Orbita si fonda sull’obiettivo di ricompattare il sistema territoriale capitolino nelle filiere nazionali e internazionali di produzione contemporanea di danza, per armonizzare un incubatore efficace nel valorizzare l’esistente e alimentare, nel tempo, il nuovo. Tale mission si fonda sulla costruzione di una piattaforma dinamica di partenariati che alimentano una visione ecologica della produzione e fruizione dell’offerta culturale, abbattendo logiche competitive in favore di un’organica mutualità di intenti e progettualità.
Sul piano territoriale il centro dirama le sue attività di programmazione in 5 sale della città di cui una direttamente gestita, il Teatro Biblioteca Quarticciolo, cui si aggiunge il Teatro Palladium grazie alla collaborazione con Teatro Palladium Università Roma Tre, il Teatro Ambra Jovinelli, il Teatro India, grazie alla collaborazione con il Teatro Nazionale di Roma, e Spazio Rossellini, grazie al partenariato con il circuito regionale del Lazio ATCL. A rendere più capillare l’azione sono i partenariati con le principali istituzioni della città come Zétema che permette la valorizzazione di siti archeologici e creazioni site specific, Auditorium Parco della Musica, Romaeuropa festival, Short Theater, Dominio Pubblico, Avvertenze Generali.
Sul piano della formazione il centro opera in rete con Accademia Nazionale di Danza e delle Belle Arti, gli Atenei Sapienza, Unilink e Tor Vergata, co-creando progetti didattici di conoscenze critico-scientifiche sulla Danza.
Per la sperimentazione di formati accessibili nell’ambito della residenza CREAZIONI ACCESSIBILI il centro collabora con Unione Ciechi di Roma, Fondazione Con-Tatto, Ipse Lab e Radio 32. Per la creazione del progetto Corpo a(l) Corpo coordinato da Balletto Civile e rivolto ad adolescenti neurodivergenti ORBITA collabora con il Reparto di Neuropsichiatria Infantile del Policlinico di Tor Vergata. IPer il sostegno alla promozione e produzione di formati accessibili Spellbound coopera con la rete italiana Europe Beyond Access curata da Oriente Occidente che si impegna a incoraggiare la partecipazione di artisti con disabilità al mondo delle arti performative.
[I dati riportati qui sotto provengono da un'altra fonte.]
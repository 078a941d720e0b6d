use crate::error::{AnalysisError, Result};
use crate::types::{RawProjectRow, RawTimesheetRow};
use csv::ReaderBuilder;
use serde::de::DeserializeOwned;
use std::io::Read;
use std::path::Path;
use tracing::{debug, info};

pub const PROJECT_COLUMNS: [&str; 3] = ["ProjectCode", "ContractPrice", "PurchaseCost"];
pub const TIMESHEET_COLUMNS: [&str; 3] = ["ProjectCode", "Department", "Hours"];

#[derive(Debug, Clone, Default, PartialEq)]
pub struct LoadReport {
    pub total_rows: usize,
    pub parse_errors: usize,
}

pub fn load_projects(path: impl AsRef<Path>) -> Result<(Vec<RawProjectRow>, LoadReport)> {
    let path = path.as_ref();
    let file = std::fs::File::open(path)?;
    read_table(file, &path.display().to_string(), &PROJECT_COLUMNS)
}

pub fn load_timesheet(path: impl AsRef<Path>) -> Result<(Vec<RawTimesheetRow>, LoadReport)> {
    let path = path.as_ref();
    let file = std::fs::File::open(path)?;
    read_table(file, &path.display().to_string(), &TIMESHEET_COLUMNS)
}

/// Read a CSV table, rejecting it when a required column is missing or it has
/// no data rows. Rows that fail to deserialize are counted and skipped.
pub fn read_table<T, R>(
    reader: R,
    source_name: &str,
    required: &[&str],
) -> Result<(Vec<T>, LoadReport)>
where
    T: DeserializeOwned,
    R: Read,
{
    let mut rdr = ReaderBuilder::new()
        .flexible(true)
        .trim(csv::Trim::Headers)
        .from_reader(reader);

    let headers = rdr.headers()?.clone();
    let missing: Vec<&str> = required
        .iter()
        .copied()
        .filter(|col| !headers.iter().any(|h| h == *col))
        .collect();
    if !missing.is_empty() {
        return Err(AnalysisError::input_shape(
            source_name,
            format!("missing required columns: {}", missing.join(", ")),
        ));
    }

    let mut rows = Vec::new();
    let mut report = LoadReport::default();
    for result in rdr.deserialize::<T>() {
        report.total_rows += 1;
        match result {
            Ok(row) => rows.push(row),
            Err(e) => {
                report.parse_errors += 1;
                debug!(source = source_name, error = %e, "skipping unreadable row");
            }
        }
    }

    if report.total_rows == 0 {
        return Err(AnalysisError::input_shape(source_name, "no data rows"));
    }
    info!(
        source = source_name,
        rows = rows.len(),
        skipped = report.parse_errors,
        "loaded table"
    );
    Ok((rows, report))
}
//! API error type and [`axum::response::IntoResponse`] implementation.

use axum::{
  Json,
  extract::rejection::{JsonRejection, PathRejection, QueryRejection},
  http::{HeaderValue, StatusCode, header},
  response::{IntoResponse, Response},
};
use serde_json::json;
use thiserror::Error;

use crate::auth::AuthError;

/// An error returned by an API handler.
#[derive(Debug, Error)]
pub enum ApiError {
  #[error("{0}")]
  Validation(String),

  #[error("{0}")]
  Unauthorized(String),

  #[error("{0}")]
  Forbidden(String),

  #[error("{0}")]
  NotFound(String),

  #[error("{0}")]
  Unavailable(String),

  /// The request could not be extracted (malformed JSON, wrong types, bad
  /// path or query parameters). Keeps axum's status code.
  #[error("{1}")]
  Malformed(StatusCode, String),

  #[error("store error: {0}")]
  Store(#[source] Box<dyn std::error::Error + Send + Sync>),

  #[error("internal error: {0}")]
  Internal(String),
}

impl ApiError {
  pub fn store(e: impl std::error::Error + Send + Sync + 'static) -> Self {
    ApiError::Store(Box::new(e))
  }

  pub fn game_not_found(id: i64) -> Self {
    ApiError::NotFound(format!("game {id} not found"))
  }
}

impl From<AuthError> for ApiError {
  fn from(e: AuthError) -> Self {
    match e {
      AuthError::Unauthorized => ApiError::Unauthorized("Invalid admin credentials".into()),
      AuthError::InvalidToken => ApiError::Unauthorized("Invalid token".into()),
      AuthError::Forbidden => ApiError::Forbidden("Admin access required".into()),
      other => ApiError::Internal(other.to_string()),
    }
  }
}

impl From<JsonRejection> for ApiError {
  fn from(r: JsonRejection) -> Self { ApiError::Malformed(r.status(), r.body_text()) }
}

impl From<PathRejection> for ApiError {
  fn from(r: PathRejection) -> Self { ApiError::Malformed(r.status(), r.body_text()) }
}

impl From<QueryRejection> for ApiError {
  fn from(r: QueryRejection) -> Self { ApiError::Malformed(r.status(), r.body_text()) }
}

impl From<gameshelf_core::Error> for ApiError {
  fn from(e: gameshelf_core::Error) -> Self { ApiError::Validation(e.to_string()) }
}

impl IntoResponse for ApiError {
  fn into_response(self) -> Response {
    let (status, message) = match self {
      ApiError::Validation(m) => (StatusCode::UNPROCESSABLE_ENTITY, m),
      ApiError::Unauthorized(m) => {
        let mut res =
          (StatusCode::UNAUTHORIZED, Json(json!({ "error": m }))).into_response();
        res
          .headers_mut()
          .insert(header::WWW_AUTHENTICATE, HeaderValue::from_static("Bearer"));
        return res;
      }
      ApiError::Forbidden(m) => (StatusCode::FORBIDDEN, m),
      ApiError::NotFound(m) => (StatusCode::NOT_FOUND, m),
      ApiError::Unavailable(m) => (StatusCode::SERVICE_UNAVAILABLE, m),
      ApiError::Malformed(status, m) => (status, m),
      ApiError::Store(e) => {
        tracing::error!(error = %e, "store failure");
        (StatusCode::INTERNAL_SERVER_ERROR, "internal server error".into())
      }
      ApiError::Internal(m) => {
        tracing::error!(error = %m, "internal failure");
        (StatusCode::INTERNAL_SERVER_ERROR, "internal server error".into())
      }
    };
    (status, Json(json!({ "error": message }))).into_response()
  }
}

/// Failure to assemble [`crate::AppState`] from configuration.
#[derive(Debug, Error)]
pub enum StartupError {
  #[error(transparent)]
  Auth(#[from] AuthError),

  #[error("price lookup: {0}")]
  Pricing(#[from] gameshelf_pricing::Error),
}
//! Extraction of listing prices from a marketplace search results page.

use std::sync::LazyLock;

use scraper::{Html, Selector};

static ITEM: LazyLock<Selector> =
  LazyLock::new(|| Selector::parse(".s-item").expect("valid item selector"));
static ITEM_PRICE: LazyLock<Selector> =
  LazyLock::new(|| Selector::parse(".s-item__price").expect("valid price selector"));

/// Every parseable price on the page, in document order.
pub fn listing_prices(html: &str) -> Vec<f64> {
  let document = Html::parse_document(html);
  document
    .select(&ITEM)
    .filter_map(|item| item.select(&ITEM_PRICE).next())
    .filter_map(|tag| parse_price(&tag.text().collect::<String>()))
    .collect()
}

/// The cheapest listing on the page, if any price could be read.
pub fn lowest_price(html: &str) -> Option<f64> {
  listing_prices(html).into_iter().reduce(f64::min)
}

/// Parse the leading amount of a price label such as `$1,299.00` or
/// `$12.50 to $20.00`.
pub fn parse_price(text: &str) -> Option<f64> {
  let cleaned = text.replace(['$', ','], "");
  let amount: f64 = cleaned.split_whitespace().next()?.parse().ok()?;
  (amount.is_finite() && amount >= 0.0).then_some(amount)
}
//! Service-level endpoints: root banner, liveness, and route listing.

use axum::Json;
use serde_json::{Value, json};

use crate::ROUTES;

/// `GET /`
pub async fn root() -> Json<Value> { Json(json!({ "message": "gameshelf catalog API" })) }

/// `GET /health`
pub async fn health() -> Json<Value> { Json(json!({ "status": "healthy" })) }

/// `GET /debug` — every registered path and its methods.
pub async fn debug() -> Json<Value> {
  let routes: Vec<Value> = ROUTES
    .iter()
    .map(|(path, methods)| json!({ "path": path, "methods": methods }))
    .collect();
  Json(json!({ "available_routes": routes }))
}
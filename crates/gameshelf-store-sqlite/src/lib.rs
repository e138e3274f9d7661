//! SQLite backend for the gameshelf catalog.
//!
//! Wraps [`tokio_rusqlite`] so all database access runs on a dedicated thread
//! without blocking the async runtime.

mod encode;
mod schema;
mod store;

pub mod error;

pub use error::{Error, Result};
pub use store::SqliteStore;

#[cfg(test)]
mod tests;
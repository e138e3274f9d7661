//! Best-effort market price lookup.
//!
//! Queries a marketplace search page (eBay, sorted by lowest price first) and
//! reports the cheapest listing. The scrape depends on the page's current
//! markup and can break at any time, so callers only ever see a price or
//! nothing; failures are logged and swallowed.

mod parse;

pub mod error;

pub use error::{Error, Result};
pub use parse::{listing_prices, lowest_price, parse_price};

use std::time::Duration;

use reqwest::Client;

/// The public eBay search endpoint.
pub const DEFAULT_SEARCH_URL: &str = "https://www.ebay.com/sch/i.html";

/// eBay's "price + shipping: lowest first" sort order.
const SORT_LOWEST_FIRST: &str = "15";

/// Looks up a representative market price for a game.
///
/// Cheap to clone — the inner [`reqwest::Client`] is `Arc`-based.
#[derive(Clone)]
pub struct PriceLookup {
  client:     Client,
  search_url: String,
}

impl PriceLookup {
  pub fn new(search_url: impl Into<String>, timeout: Duration) -> Result<Self> {
    let client = Client::builder()
      .timeout(timeout)
      .user_agent("Mozilla/5.0")
      .build()
      .map_err(Error::Client)?;
    Ok(Self { client, search_url: search_url.into() })
  }

  /// The lowest listed price for `title` on `platform`, or `None` if the
  /// marketplace could not be reached or listed nothing parseable.
  pub async fn lookup(&self, title: &str, platform: &str) -> Option<f64> {
    match self.try_lookup(title, platform).await {
      Ok(Some(price)) => {
        tracing::debug!(title, platform, price, "found market price");
        Some(price)
      }
      Ok(None) => {
        tracing::debug!(title, platform, "no market price listed");
        None
      }
      Err(e) => {
        tracing::warn!(title, platform, error = %e, "price lookup failed");
        None
      }
    }
  }

  /// Like [`Self::lookup`] but reports why no price was obtained.
  pub async fn try_lookup(&self, title: &str, platform: &str) -> Result<Option<f64>> {
    let query = format!("{title} {platform}");
    let resp = self
      .client
      .get(&self.search_url)
      .query(&[("_nkw", query.as_str()), ("_sop", SORT_LOWEST_FIRST)])
      .send()
      .await?;

    let status = resp.status();
    if !status.is_success() {
      return Err(Error::Status(status));
    }

    let body = resp.text().await?;
    Ok(lowest_price(&body))
  }
}
//! Core types and trait definitions for the gameshelf catalog.
//!
//! This crate is deliberately free of HTTP and database dependencies.
//! The store, pricing and server crates all depend on it.

// We intentionally use native `async fn` in traits (stabilised in Rust 1.75).
#![allow(async_fn_in_trait)]

pub mod error;
pub mod game;
pub mod store;

pub use error::{Error, Result};
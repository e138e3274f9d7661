//! Error types for `gameshelf-core`.

use thiserror::Error;

#[derive(Debug, Error, PartialEq)]
pub enum Error {
  #[error("{field} must not be empty")]
  EmptyField { field: &'static str },

  #[error("price must be a non-negative number")]
  InvalidPrice,
}

pub type Result<T, E = Error> = std::result::Result<T, E>;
Sul piano nazionale, Orbita è l’unico ente produttivo della rete MoveOn costituita insieme ai 5 festival Romaeuropa, MilanoOltre, CivitanovaDanza, Danza in rete/Vicenza e Torinodanza, allo scopo di creare un circuito virtuoso di produzione e circuitazione delle nuove generazioni, favorendone la crescita e la diffusione su scala nazionale.
Il centro è parte della rete Area Pubblica costituita da festival nello spazio urbano, allo scopo di incentivare e valorizzare le creazioni di danza outdoor e site specific, nonché parte dell’osservatorio nazionale guidato dalla rete Anticorpi XL per monitorare e favorire la crescita delle nuove generazioni coreografiche.
Sul piano internazionale il Centro avvia nel 2026 relazioni coproduttive internazionali per favorire la contaminazione di linguaggi con cast misti di artisti del territorio europeo, come avviene con la coreografa Dunja Jocic. Con la Francia Orbita sigla nel 2026 la collaborazione con l’Atelier de Paris a Parigi nell’anno del gemellaggio Parigi-Roma, occasione in cui sarà, tra gli altri lavori, presentato anche il nuovo progetto del giovane Michael Incarbone, nato dal dialogo con il performer francese Max Gomard, sostenuto in co-produzione con PinDoc e il supporto di KLAP Maison de la danse Marseille. Da segnalare il gemellaggio con IIC a Praga per la costruzione condivisa di un focus sulla danza italiana a Praga tra settembre e ottobre 2026 che possa presentare oltre a progetti di autori più affermati anche lavori di autori italiani emergenti.
Decisiva è inoltre la relazione pluriennale con le ambasciate e gli istituti Italiani di cultura nel mondo che consentono una diffusione europea ed extraeuropea delle produzioni del centro. Grazie a questi solidi rapporti le creazioni di ORBITA|Spellbound circuitano nel 2026 in Germania, Francia, Armenia, Turchia, Repubblica Ceca e altre nazioni in definizione.
Orbita è parte della rete Solidarity in motion, partenariato con l’organizzazione libanese Eternity/Beirut physical lab che permette la mobilità di artisti provenienti da Paesi in emergenza o contesti di guerra ma anche la presenza di progetti italiani nel Bacino del Mediterraneo.
Media partner ufficiale del centro è Teatro&critica.